◆ REQUIRED WORK
Could you copy every line of the data that contains the word "impl"?

#### EXERCISE DATA

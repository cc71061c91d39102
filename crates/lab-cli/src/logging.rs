//! Logging setup using `tracing` and `tracing-subscriber`.
//!
//! The engine crates emit events with test and parameter names only. The
//! CLI may additionally log result values, which are patient data: those go
//! through [`redact_value`] and are hidden unless `--log-data` is given.
//!
//! # Log Levels
//!
//! - `error`: fatal errors
//! - `warn`: unmatched receipt items, repaired catalog bands
//! - `info`: report linking and summary counts
//! - `debug`: per-test assembly, formula passes
//! - `trace`: per-parameter decisions (values require `--log-data`)

use std::fs::OpenOptions;
use std::io::{self, Write};
use std::path::PathBuf;
use std::sync::atomic::{AtomicBool, Ordering};
use std::sync::{Arc, Mutex};
use tracing::level_filters::LevelFilter;
use tracing_subscriber::{
    EnvFilter,
    fmt::{self, MakeWriter},
    layer::SubscriberExt,
    util::SubscriberInitExt,
};

static LOG_DATA_ENABLED: AtomicBool = AtomicBool::new(false);

/// Placeholder used when value logging is disabled.
pub const REDACTED_VALUE: &str = "[REDACTED]";

/// Crates whose events follow the configured level.
const LOG_TARGETS: &[&str] = &["lab_cli", "lab_engine", "lab_model"];

/// Returns true if value logging is explicitly enabled.
pub fn log_data_enabled() -> bool {
    LOG_DATA_ENABLED.load(Ordering::Relaxed)
}

/// Returns the input value when value logging is enabled, otherwise a redacted token.
pub fn redact_value(value: &str) -> &str {
    if log_data_enabled() {
        value
    } else {
        REDACTED_VALUE
    }
}

/// Configuration for logging behavior.
#[derive(Debug, Clone)]
pub struct LogConfig {
    /// Level applied to this workspace's crates.
    pub level_filter: LevelFilter,
    /// Let `RUST_LOG` override `level_filter` when it is set.
    pub use_env_filter: bool,
    /// Whether to include timestamps in log output.
    pub with_timestamps: bool,
    /// Whether to include target (module path) in log output.
    pub with_target: bool,
    /// Whether to use ANSI colors in output.
    pub with_ansi: bool,
    /// Output format.
    pub format: LogFormat,
    /// Optional log file path. When set, logs are written to the file.
    pub log_file: Option<PathBuf>,
    /// Whether result values may be logged.
    pub log_data: bool,
}

/// Log output format.
#[derive(Debug, Clone, Copy, Default, PartialEq, Eq)]
pub enum LogFormat {
    /// Human-readable pretty format with colors.
    #[default]
    Pretty,
    /// Compact single-line format.
    Compact,
    /// JSON format for machine parsing.
    Json,
}

impl Default for LogConfig {
    fn default() -> Self {
        Self {
            level_filter: LevelFilter::WARN,
            use_env_filter: true,
            with_timestamps: false,
            with_target: false,
            with_ansi: true,
            format: LogFormat::default(),
            log_file: None,
            log_data: false,
        }
    }
}

impl LogConfig {
    #[must_use]
    pub fn with_level_filter(mut self, level_filter: LevelFilter) -> Self {
        self.level_filter = level_filter;
        self
    }

    #[must_use]
    pub fn with_format(mut self, format: LogFormat) -> Self {
        self.format = format;
        self
    }

    #[must_use]
    pub fn with_log_data(mut self, enable: bool) -> Self {
        self.log_data = enable;
        self
    }

    /// Filter directives for the configured level, e.g.
    /// `warn,lab_cli=debug,lab_engine=debug,lab_model=debug`.
    pub fn directives(&self) -> String {
        let level = self.level_filter.to_string().to_lowercase();
        let mut directives = vec!["warn".to_string()];
        directives.extend(LOG_TARGETS.iter().map(|target| format!("{target}={level}")));
        directives.join(",")
    }
}

/// Initialize the global tracing subscriber with the given configuration.
///
/// Call once at startup.
///
/// # Errors
///
/// Returns an error if the log file cannot be opened.
pub fn init_logging(config: &LogConfig) -> io::Result<()> {
    if let Some(path) = &config.log_file {
        let file = OpenOptions::new().create(true).append(true).open(path)?;
        init_logging_with_writer(config, SharedFileWriter::new(file));
    } else {
        init_logging_with_writer(config, io::stderr);
    }
    Ok(())
}

/// Initialize logging with a custom writer.
pub fn init_logging_with_writer<W>(config: &LogConfig, writer: W)
where
    W: for<'writer> MakeWriter<'writer> + Send + Sync + 'static,
{
    LOG_DATA_ENABLED.store(config.log_data, Ordering::Release);
    let filter = build_env_filter(config);

    match config.format {
        LogFormat::Json => {
            let layer = fmt::layer()
                .json()
                .with_writer(writer)
                .with_target(config.with_target);
            tracing_subscriber::registry()
                .with(filter)
                .with(layer)
                .init();
        }
        LogFormat::Compact => {
            let layer = fmt::layer()
                .compact()
                .with_writer(writer)
                .with_ansi(config.with_ansi)
                .with_target(config.with_target);
            if config.with_timestamps {
                tracing_subscriber::registry()
                    .with(filter)
                    .with(layer)
                    .init();
            } else {
                tracing_subscriber::registry()
                    .with(filter)
                    .with(layer.without_time())
                    .init();
            }
        }
        LogFormat::Pretty => {
            let layer = fmt::layer()
                .with_writer(writer)
                .with_ansi(config.with_ansi)
                .with_target(config.with_target);
            if config.with_timestamps {
                tracing_subscriber::registry()
                    .with(filter)
                    .with(layer)
                    .init();
            } else {
                tracing_subscriber::registry()
                    .with(filter)
                    .with(layer.without_time())
                    .init();
            }
        }
    }
}

#[derive(Clone)]
struct SharedFileWriter {
    file: Arc<Mutex<std::fs::File>>,
}

impl SharedFileWriter {
    fn new(file: std::fs::File) -> Self {
        Self {
            file: Arc::new(Mutex::new(file)),
        }
    }
}

struct SharedFileGuard {
    file: Arc<Mutex<std::fs::File>>,
}

impl Write for SharedFileGuard {
    fn write(&mut self, buf: &[u8]) -> io::Result<usize> {
        let mut guard = self
            .file
            .lock()
            .map_err(|_| io::Error::other("log file lock poisoned"))?;
        guard.write(buf)
    }

    fn flush(&mut self) -> io::Result<()> {
        let mut guard = self
            .file
            .lock()
            .map_err(|_| io::Error::other("log file lock poisoned"))?;
        guard.flush()
    }
}

impl<'a> MakeWriter<'a> for SharedFileWriter {
    type Writer = SharedFileGuard;

    fn make_writer(&'a self) -> Self::Writer {
        SharedFileGuard {
            file: Arc::clone(&self.file),
        }
    }
}

fn build_env_filter(config: &LogConfig) -> EnvFilter {
    if config.use_env_filter
        && let Ok(filter) = EnvFilter::try_from_default_env()
    {
        return filter;
    }
    EnvFilter::new(config.directives())
}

########

◆ RESPONSE
impl Default for LogConfig {
impl LogConfig {
impl SharedFileWriter {
impl Write for SharedFileGuard {
impl<'a> MakeWriter<'a> for SharedFileWriter {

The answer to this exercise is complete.